India’s External Affairs Minister Sushma Swaraj on March 20 confirmed that all the 39 Indians abducted by Islamic State in Iraq’s Mosul in 2014 were dead. The total number of Indian captives was, in fact, 40.
Harjt Masih — a native of a village near Punjab’s Batala — was able to return alive from the site where incident took place. Giving details of the incident, he said that Indians were working at a factory in Iraq in 2014. “But we were kidnapped by militants and kept hostage for some days,” a PTI report quoted him as saying.
On the fateful day, they were made to sit on their knees and the militants then opened fire upon them. “I was fortunate to have survived though a bullet hit my thigh and I fell unconscious,” he reportedly said. He, however, managed to return to India after giving a slip to the ISIS militants.
Upon his return, Masih had claimed that all the Indians were killed. “I had been saying for the last three years that all 39 Indians had been killed (by ISIS terrorists),” Masih said.
“I had spoken the truth,” asserted Masih, resident of village Kala Afghana in Gurdaspur district of Punjab.
His statement came after Swaraj informed the Parliament that all the 39 Indian workers, abducted by ISIS in Iraq nearly three years ago, were killed and their bodies have been recovered.
The senior BJP leader also said that all allegations of government harassing Masih is completely baseless. “It is baseless that Harjit Masih was harassed, he was kept in protective custody. I had said this in Parliament earlier,” said Swaraj.
Masih said they were killed in front of my eyes and I had been saying all these years, wondering why the government was not accepting what he had said earlier.
Among as many as 39 Indians, who had gone to Iraq to earn their livelihood, several were from Amritsar, Gurdaspur, Hoshiarpur, Kapurthala and Jalandhar in Punjab. Others were from Bihar and Himachal. The workers were trying to leave Mosul in 2014 when they were intercepted and taken hostage by the ISIS fighters.
In an interview, Masih claimed that four days after the kidnapping incident, all the 40 Indians were asked to kneel down by the terrorists near a railway track. Later, he heard the firing sound of assault rifles and one by one men dropped dead.

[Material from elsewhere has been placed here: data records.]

#[cfg(feature = "tracing")]
macro_rules! rotrace {
    ($($tt:tt)*) => {
        tracing::trace!(target: "fastlist::reorder", $($tt)*)
    };
}

#[cfg(not(feature = "tracing"))]
macro_rules! rotrace {
    ($($tt:tt)*) => {};
}

#[cfg(feature = "tracing")]
macro_rules! rodebug {
    ($($tt:tt)*) => {
        tracing::debug!(target: "fastlist::reorder", $($tt)*)
    };
}

#[cfg(not(feature = "tracing"))]
macro_rules! rodebug {
    ($($tt:tt)*) => {};
}
//! Entity service contracts and the validated composition.
//!
//! # Responsibility
//! - Define the uniform CRUD capability every entity service exposes.
//! - Provide the write-gating composition over injected persistence and
//!   validation capabilities.
//!
//! # See also
//! - docs/architecture/service-gate.md

pub mod entity_service;
pub mod validated_service;
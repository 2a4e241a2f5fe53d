//! Core contracts for validation-gated entity services.
//! This crate is the single source of truth for the write-gating contract.

pub mod logging;
pub mod outcome;
pub mod service;

pub use logging::{default_log_level, init_logging, logging_status};
pub use outcome::{EmptyErrorList, ErrorList, Outcome};
pub use service::entity_service::{EntityFilter, EntityService};
pub use service::validated_service::{EntityStore, EntityValidator, ValidatedEntityService};

/// Returns the core crate version.
pub fn core_version() -> &'static str {
    env!("CARGO_PKG_VERSION")
}

#[cfg(test)]
mod tests {
    use super::core_version;

    #[test]
    fn version_is_not_empty() {
        assert!(!core_version().is_empty());
    }
}
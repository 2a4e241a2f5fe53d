//! Base CRUD capability contract.
//!
//! # Responsibility
//! - Define the uniform operation set every entity service exposes.
//! - Keep the contract storage-agnostic and entity-agnostic.
//!
//! # Invariants
//! - Failures are returned as [`Outcome`] values; no panic crosses the
//!   service boundary.
//! - Entities are borrowed for the duration of a call and never retained.
//!
//! # See also
//! - docs/architecture/service-gate.md

use crate::outcome::Outcome;
use async_trait::async_trait;

/// Caller-supplied predicate used by [`EntityService::find`].
///
/// Kept as a type alias to make semantic intent explicit in signatures.
/// Evaluation is synchronous and side-effect-free by convention; this is
/// not enforced.
pub type EntityFilter<'a, T> = &'a (dyn Fn(&T) -> bool + Send + Sync);

/// Uniform CRUD contract over one entity type.
///
/// Implementations place no constraint on the entity shape: the contract
/// inspects no attributes and prescribes no error taxonomy. Every concrete
/// failure becomes a failure outcome.
#[async_trait]
pub trait EntityService<T>: Send + Sync
where
    T: Send + Sync,
{
    /// Persists a new entity.
    ///
    /// On success returns the persisted entity, possibly with generated
    /// identity fields populated by the implementer.
    async fn create(&self, entity: &T) -> Outcome<T>;

    /// Persists changes to an existing entity.
    ///
    /// Whether a missing entity is a failure is implementer-defined.
    async fn update(&self, entity: &T) -> Outcome<T>;

    /// Removes an entity and returns the removed entity on success.
    async fn delete(&self, entity: &T) -> Outcome<T>;

    /// Returns all entities. Ordering is unspecified.
    async fn get_all(&self) -> Outcome<Vec<T>>;

    /// Returns entities for which `predicate` evaluates `true`.
    ///
    /// The predicate is applied to every entity with no short-circuiting;
    /// evaluation order follows the backing store's iteration order.
    async fn find(&self, predicate: EntityFilter<'_, T>) -> Outcome<Vec<T>>;
}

Masih claimed he was shot in the leg and pretended to be dead till the terrorists left. He, somehow, managed to reach an Iraqi Army checkpoint in Erbil, from where he was picked up by the Indian embassy.
Masih further said, was he sent back to India days later, and remained in the custody of security agencies for three months.
Masih told a news channel: “I had never lied, the government was lying.” He was quoted saying by Hindustan Times in 2017: “Everything was fine till May of 2014. We enjoyed our work at a factory, though some incidents of firing by IS militants happened in the outer parts of Mosul. But, a month later, they entered the factory and kidnapped all of us.”
He said they were shifted to a place he couldn’t identity. Stating he somehow survived after receiving a shot in his right leg. He said: “They forced us to sit on our knees, in a row, and opened fire. I received a shot in my right leg and was covered with bodies. I fell unconscious. Next day, when I regained consciousness, I found all my fellow workers dead. After a few days of walking, I managed to reach a Bangladeshi relief camp and was rushed to hospital. A week later, I returned to India.” Masih’s statement had been dismissed by the Centre when he had said that his co-workers were all murdered.
He had said: “Why the government is not accepting the reality and giving proper information about the 39 Indians to their kin? If the government says all Indians are safe, why has it not produced any of them in all these three years! Moreover, what will I get by not telling truth.”
Masih’s story of escape, and then being jailed by Indian authorities on the charges of human trafficking is one compelling tale itself. A native of a village near Punjab’s Batala, Masih claimed he had been abducted with the rest of 39 people by ISIS. He further claimed that he saw all of them being shot dead by the abductors, and that he was able to escape unhurt.
In March 2017, Masih was arrested for offenses including human trafficking and cheating. The arrest of Masih, and one of his relative, Rajbir Masih, came on the directions of Ministry of External Affairs, media reports said.
Masih’s sudden arrest came after families of nine of the missing men filed a complaint. The families alleged they had paid Masih and Rajbir sums ranging from Rs 1.5 lakh to Rs 2 lakh for visas and jobs abroad. However, Dubai-based Rajbir, who was declared an absconder in the case, told The Indian Express over the phone that the government was making them scapegoats in the matter.
The families questioned how only Masih could have escaped unscathed and alleged that Masih duo had “sold” the men to IS. Reports said Masih was kept under house arrest at a location in Delhi-NCR area. As per a relative, he was given a VIP accommodation by the government in Noida.
In a statement, Swaraj had said in Parliament that Masih was kept in “protective care” of the government because of threat to his life “in view of his escape” from the IS, media reports said.